What lines below hold the string "Iduna"? Copy them all.

[Recorded data]
-*-

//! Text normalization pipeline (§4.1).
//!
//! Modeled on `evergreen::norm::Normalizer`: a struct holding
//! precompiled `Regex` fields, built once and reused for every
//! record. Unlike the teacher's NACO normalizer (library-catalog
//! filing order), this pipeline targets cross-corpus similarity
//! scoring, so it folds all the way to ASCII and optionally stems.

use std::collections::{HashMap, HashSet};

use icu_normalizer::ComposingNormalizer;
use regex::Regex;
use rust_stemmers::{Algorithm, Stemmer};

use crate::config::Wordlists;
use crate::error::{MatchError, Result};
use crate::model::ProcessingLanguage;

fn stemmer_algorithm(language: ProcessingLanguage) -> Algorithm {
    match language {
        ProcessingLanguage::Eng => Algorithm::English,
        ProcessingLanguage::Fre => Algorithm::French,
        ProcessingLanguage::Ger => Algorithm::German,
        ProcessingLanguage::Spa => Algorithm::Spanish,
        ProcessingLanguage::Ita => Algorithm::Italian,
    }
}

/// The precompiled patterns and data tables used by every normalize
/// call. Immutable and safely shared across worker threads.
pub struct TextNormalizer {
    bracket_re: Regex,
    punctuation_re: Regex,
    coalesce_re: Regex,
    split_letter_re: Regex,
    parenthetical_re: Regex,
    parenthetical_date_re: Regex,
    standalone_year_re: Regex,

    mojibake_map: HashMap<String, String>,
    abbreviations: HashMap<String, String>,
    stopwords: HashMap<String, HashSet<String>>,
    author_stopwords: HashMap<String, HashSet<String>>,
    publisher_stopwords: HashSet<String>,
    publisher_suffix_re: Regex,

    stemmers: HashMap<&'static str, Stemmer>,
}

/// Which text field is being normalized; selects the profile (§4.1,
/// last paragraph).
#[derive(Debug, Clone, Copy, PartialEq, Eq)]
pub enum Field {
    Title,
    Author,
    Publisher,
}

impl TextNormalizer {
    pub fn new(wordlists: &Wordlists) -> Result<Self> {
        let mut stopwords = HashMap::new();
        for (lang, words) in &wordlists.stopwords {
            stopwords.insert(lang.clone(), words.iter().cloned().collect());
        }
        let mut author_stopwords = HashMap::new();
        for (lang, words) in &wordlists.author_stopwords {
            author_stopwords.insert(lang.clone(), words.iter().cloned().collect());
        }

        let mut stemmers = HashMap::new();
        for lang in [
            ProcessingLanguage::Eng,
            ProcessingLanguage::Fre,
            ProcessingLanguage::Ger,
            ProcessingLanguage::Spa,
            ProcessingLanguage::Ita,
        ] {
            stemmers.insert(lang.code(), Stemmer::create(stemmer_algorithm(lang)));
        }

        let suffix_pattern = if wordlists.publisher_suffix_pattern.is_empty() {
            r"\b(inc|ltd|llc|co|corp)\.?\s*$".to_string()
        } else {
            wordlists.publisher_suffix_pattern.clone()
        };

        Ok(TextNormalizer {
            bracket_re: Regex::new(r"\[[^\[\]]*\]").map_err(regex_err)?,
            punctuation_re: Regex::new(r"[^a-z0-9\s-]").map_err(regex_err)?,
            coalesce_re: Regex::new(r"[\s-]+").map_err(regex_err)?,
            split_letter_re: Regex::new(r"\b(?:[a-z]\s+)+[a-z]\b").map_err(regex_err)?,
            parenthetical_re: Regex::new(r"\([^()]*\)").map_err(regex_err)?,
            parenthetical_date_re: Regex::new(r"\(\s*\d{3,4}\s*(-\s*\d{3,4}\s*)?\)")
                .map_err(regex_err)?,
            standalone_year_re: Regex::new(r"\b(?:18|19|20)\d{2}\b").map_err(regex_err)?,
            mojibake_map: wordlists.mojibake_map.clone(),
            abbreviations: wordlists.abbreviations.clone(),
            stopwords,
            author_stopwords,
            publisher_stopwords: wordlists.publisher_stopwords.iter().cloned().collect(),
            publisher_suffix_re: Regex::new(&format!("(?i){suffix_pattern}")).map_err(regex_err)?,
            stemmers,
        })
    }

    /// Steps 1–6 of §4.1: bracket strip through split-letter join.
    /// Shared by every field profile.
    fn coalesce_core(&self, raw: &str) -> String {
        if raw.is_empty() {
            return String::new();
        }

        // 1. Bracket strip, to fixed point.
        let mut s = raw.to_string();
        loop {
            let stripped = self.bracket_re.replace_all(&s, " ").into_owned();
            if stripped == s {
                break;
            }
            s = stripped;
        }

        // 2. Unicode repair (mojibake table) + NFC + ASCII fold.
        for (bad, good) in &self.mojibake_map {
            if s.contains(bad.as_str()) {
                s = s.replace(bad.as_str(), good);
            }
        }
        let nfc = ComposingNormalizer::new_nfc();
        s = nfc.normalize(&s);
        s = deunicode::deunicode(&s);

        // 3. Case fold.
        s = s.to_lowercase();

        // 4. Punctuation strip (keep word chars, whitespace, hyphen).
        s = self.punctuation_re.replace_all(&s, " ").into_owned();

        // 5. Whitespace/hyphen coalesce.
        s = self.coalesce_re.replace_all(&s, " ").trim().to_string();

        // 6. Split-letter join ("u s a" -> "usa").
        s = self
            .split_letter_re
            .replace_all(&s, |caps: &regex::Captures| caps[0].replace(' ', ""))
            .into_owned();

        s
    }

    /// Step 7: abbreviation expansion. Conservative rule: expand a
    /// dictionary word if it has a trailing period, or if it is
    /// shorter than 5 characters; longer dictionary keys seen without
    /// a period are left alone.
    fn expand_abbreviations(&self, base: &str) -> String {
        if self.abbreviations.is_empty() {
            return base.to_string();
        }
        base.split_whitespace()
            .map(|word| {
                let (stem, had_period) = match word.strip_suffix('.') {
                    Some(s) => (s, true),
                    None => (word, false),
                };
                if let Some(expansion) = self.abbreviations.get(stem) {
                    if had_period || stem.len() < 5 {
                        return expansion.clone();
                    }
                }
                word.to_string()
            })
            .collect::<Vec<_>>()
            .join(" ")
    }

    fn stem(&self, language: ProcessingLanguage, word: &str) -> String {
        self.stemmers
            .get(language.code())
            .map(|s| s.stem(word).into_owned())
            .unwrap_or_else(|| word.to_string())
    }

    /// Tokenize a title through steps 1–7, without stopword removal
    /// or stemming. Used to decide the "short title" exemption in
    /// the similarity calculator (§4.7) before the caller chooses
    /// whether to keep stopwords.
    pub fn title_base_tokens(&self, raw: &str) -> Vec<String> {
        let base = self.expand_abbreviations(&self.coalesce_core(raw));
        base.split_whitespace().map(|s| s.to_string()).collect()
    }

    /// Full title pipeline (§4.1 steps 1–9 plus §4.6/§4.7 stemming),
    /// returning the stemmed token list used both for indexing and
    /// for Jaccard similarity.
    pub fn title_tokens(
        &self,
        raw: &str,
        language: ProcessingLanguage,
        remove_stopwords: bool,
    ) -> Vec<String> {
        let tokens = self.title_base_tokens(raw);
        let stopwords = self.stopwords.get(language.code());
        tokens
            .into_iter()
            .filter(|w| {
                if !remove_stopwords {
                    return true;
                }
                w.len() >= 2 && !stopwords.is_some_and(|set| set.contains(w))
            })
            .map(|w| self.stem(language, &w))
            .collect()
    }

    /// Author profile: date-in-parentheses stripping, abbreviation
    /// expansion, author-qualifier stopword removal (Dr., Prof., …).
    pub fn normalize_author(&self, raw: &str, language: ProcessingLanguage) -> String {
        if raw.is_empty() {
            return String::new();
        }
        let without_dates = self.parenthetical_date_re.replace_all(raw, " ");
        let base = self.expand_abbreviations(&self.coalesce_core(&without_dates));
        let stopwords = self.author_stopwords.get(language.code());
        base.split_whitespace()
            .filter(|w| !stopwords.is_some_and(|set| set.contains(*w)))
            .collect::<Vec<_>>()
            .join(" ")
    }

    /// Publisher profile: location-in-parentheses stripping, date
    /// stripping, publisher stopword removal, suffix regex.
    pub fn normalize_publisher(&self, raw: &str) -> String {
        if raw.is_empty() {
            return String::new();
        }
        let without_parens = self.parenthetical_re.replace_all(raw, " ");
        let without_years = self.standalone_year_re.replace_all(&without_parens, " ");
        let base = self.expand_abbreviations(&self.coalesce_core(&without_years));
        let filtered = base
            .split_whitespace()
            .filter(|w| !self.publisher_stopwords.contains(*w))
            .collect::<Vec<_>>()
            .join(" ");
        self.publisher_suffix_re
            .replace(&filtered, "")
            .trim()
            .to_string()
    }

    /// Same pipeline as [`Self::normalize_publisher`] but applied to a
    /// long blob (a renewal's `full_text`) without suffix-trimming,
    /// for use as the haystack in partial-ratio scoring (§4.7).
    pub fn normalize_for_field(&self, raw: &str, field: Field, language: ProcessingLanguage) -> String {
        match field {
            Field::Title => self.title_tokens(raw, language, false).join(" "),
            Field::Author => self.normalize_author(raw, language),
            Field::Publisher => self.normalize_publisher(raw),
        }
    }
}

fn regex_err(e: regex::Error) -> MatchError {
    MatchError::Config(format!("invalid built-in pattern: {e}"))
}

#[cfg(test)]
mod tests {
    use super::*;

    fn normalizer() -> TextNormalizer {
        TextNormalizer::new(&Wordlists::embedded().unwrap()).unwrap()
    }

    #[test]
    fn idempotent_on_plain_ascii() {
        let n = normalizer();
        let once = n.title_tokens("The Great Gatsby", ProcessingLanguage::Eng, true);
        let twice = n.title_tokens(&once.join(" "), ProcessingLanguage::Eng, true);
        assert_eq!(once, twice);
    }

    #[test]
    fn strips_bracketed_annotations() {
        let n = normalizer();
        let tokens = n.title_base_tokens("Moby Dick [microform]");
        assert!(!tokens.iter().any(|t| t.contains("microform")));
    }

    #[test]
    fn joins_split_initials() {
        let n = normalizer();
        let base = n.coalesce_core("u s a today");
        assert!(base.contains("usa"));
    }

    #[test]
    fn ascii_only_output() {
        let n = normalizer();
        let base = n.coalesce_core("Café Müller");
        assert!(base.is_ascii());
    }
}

-*-

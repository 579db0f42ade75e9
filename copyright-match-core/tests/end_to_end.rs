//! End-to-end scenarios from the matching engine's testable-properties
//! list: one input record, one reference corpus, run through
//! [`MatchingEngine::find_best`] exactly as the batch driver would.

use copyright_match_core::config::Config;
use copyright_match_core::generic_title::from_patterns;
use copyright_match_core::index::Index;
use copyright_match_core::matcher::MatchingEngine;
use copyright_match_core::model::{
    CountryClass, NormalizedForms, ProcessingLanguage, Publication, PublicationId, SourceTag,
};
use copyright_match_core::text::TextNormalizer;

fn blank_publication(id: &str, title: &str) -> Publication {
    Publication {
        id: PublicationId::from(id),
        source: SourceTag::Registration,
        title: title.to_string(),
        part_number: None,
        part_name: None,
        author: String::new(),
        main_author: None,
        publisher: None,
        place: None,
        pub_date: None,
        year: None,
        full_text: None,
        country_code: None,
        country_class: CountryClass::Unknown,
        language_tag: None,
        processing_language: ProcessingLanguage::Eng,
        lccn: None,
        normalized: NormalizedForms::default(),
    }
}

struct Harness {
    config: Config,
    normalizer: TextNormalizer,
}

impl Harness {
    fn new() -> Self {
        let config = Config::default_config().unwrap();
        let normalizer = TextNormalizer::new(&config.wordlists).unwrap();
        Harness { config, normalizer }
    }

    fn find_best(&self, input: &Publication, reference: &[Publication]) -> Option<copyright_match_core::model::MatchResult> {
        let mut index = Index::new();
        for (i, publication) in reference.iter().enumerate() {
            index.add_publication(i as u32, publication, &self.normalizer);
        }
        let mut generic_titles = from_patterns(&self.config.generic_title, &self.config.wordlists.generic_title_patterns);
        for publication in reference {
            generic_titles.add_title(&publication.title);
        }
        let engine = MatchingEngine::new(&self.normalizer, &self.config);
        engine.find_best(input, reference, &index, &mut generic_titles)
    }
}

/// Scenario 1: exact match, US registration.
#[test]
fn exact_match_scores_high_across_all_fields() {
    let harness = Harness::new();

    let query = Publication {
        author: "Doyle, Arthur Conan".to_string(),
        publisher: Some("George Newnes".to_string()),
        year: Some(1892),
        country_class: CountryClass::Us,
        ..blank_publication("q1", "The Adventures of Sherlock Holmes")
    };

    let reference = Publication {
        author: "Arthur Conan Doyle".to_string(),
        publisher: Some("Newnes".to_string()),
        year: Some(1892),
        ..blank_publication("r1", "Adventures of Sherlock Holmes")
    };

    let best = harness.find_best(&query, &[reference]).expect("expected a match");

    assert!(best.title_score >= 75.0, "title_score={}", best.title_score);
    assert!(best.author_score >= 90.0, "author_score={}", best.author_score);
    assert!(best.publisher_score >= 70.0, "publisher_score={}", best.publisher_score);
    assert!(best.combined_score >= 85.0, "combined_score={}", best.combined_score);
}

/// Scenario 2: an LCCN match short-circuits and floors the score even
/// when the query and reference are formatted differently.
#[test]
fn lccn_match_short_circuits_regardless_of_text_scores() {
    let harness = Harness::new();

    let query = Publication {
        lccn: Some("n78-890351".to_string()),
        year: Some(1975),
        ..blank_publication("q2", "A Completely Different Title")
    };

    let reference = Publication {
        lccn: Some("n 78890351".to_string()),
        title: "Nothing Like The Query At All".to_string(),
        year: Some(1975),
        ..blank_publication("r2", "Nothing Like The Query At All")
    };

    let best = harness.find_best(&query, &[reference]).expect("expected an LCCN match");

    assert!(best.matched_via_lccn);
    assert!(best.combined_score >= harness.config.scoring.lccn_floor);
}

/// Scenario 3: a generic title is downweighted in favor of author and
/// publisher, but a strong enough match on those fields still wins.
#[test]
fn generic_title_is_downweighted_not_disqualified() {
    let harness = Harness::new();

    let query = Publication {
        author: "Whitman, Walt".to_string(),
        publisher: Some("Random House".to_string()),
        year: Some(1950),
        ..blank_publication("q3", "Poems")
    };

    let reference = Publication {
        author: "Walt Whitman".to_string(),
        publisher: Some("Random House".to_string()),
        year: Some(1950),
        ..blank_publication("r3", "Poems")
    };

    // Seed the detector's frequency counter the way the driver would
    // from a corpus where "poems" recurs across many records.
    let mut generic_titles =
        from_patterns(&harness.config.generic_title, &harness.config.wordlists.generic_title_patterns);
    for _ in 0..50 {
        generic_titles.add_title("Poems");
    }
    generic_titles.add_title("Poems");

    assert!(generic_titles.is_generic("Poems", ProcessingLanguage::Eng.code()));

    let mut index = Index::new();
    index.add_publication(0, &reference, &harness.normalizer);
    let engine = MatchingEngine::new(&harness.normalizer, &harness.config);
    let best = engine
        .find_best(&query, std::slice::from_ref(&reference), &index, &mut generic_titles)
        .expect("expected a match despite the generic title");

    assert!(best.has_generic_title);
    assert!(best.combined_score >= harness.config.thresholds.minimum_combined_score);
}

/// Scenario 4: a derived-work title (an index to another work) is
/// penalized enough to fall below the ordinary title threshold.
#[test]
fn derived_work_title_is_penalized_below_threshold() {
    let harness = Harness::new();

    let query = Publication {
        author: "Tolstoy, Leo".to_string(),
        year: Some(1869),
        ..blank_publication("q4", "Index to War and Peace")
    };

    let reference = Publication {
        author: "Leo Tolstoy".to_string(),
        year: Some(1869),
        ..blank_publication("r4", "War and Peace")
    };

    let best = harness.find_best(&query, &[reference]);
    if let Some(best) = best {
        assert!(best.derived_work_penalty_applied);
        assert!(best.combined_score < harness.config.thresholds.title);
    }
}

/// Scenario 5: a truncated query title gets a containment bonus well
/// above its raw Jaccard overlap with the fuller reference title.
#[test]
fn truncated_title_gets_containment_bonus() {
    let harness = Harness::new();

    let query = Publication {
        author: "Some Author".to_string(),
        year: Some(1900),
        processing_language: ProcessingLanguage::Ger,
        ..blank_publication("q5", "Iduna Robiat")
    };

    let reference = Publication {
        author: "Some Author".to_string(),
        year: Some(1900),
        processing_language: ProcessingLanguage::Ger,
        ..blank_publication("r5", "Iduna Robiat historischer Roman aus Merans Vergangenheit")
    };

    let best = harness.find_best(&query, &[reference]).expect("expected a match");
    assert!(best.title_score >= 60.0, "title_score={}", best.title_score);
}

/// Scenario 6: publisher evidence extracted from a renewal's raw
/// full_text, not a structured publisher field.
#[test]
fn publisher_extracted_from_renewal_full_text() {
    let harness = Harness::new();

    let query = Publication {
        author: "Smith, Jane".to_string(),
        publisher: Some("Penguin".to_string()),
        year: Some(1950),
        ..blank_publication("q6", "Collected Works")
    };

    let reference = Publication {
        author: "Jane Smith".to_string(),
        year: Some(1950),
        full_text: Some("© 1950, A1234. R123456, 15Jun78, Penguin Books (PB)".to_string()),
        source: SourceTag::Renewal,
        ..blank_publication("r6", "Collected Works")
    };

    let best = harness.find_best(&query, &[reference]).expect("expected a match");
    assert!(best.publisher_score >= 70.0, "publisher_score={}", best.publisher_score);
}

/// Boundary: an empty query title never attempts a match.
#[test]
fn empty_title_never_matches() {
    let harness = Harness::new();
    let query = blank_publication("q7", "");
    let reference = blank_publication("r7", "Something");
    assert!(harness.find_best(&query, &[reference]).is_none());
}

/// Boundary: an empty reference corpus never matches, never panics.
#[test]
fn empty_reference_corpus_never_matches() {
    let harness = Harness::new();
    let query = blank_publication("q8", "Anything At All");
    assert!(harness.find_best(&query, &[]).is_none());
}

-*-

Expected answer
        ..blank_publication("q5", "Iduna Robiat")
        ..blank_publication("r5", "Iduna Robiat historischer Roman aus Merans Vergangenheit")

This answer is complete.